[[ Input data, beginning ]]

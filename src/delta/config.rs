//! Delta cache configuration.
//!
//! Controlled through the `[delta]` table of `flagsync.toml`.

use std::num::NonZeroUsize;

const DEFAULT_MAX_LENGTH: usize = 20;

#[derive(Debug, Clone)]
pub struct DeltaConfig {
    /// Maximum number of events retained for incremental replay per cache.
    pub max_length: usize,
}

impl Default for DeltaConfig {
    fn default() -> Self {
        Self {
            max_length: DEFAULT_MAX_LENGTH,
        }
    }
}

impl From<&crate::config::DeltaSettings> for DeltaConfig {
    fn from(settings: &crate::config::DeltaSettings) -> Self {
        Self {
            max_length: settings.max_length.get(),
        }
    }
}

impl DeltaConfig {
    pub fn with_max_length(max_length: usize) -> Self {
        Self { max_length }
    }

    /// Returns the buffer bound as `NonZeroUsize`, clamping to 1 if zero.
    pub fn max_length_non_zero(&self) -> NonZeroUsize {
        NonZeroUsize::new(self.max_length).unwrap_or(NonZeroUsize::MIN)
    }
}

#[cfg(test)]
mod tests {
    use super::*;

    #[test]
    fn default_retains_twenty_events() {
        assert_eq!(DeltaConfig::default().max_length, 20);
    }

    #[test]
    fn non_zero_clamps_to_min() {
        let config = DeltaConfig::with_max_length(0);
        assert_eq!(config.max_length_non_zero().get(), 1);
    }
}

[[ Input data, end ]]
[[ Input data, beginning ]]

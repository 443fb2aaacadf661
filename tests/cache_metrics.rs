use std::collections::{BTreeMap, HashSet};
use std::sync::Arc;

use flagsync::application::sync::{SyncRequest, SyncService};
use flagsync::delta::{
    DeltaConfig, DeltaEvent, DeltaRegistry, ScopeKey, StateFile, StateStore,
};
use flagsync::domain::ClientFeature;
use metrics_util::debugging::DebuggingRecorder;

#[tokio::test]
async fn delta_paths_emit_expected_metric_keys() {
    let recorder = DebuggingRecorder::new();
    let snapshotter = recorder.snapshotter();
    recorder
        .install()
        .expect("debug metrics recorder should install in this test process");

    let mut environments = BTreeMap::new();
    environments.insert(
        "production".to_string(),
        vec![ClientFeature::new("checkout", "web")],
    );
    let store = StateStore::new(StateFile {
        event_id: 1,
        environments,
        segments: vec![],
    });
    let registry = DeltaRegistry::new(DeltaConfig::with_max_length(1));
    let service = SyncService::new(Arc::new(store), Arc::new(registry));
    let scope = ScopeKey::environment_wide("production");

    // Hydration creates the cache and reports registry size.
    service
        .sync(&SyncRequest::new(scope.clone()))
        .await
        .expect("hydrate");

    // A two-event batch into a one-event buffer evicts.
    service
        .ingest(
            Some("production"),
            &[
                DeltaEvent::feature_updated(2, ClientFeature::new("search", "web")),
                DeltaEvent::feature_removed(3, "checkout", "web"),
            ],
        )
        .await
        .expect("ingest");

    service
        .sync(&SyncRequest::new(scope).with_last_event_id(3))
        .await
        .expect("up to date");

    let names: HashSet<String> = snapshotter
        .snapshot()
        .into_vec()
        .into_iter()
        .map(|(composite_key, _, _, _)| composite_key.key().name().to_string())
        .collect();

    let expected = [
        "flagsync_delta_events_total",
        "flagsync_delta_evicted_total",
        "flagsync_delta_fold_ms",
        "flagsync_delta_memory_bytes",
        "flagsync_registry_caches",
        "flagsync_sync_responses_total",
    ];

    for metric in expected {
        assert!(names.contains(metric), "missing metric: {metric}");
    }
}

[[ Input data, end ]]

_What you will do_
Check each line of the records for "HashSet" and copy the ones that contain it.

_Exercise output_
use std::collections::{BTreeMap, HashSet};
    let names: HashSet<String> = snapshotter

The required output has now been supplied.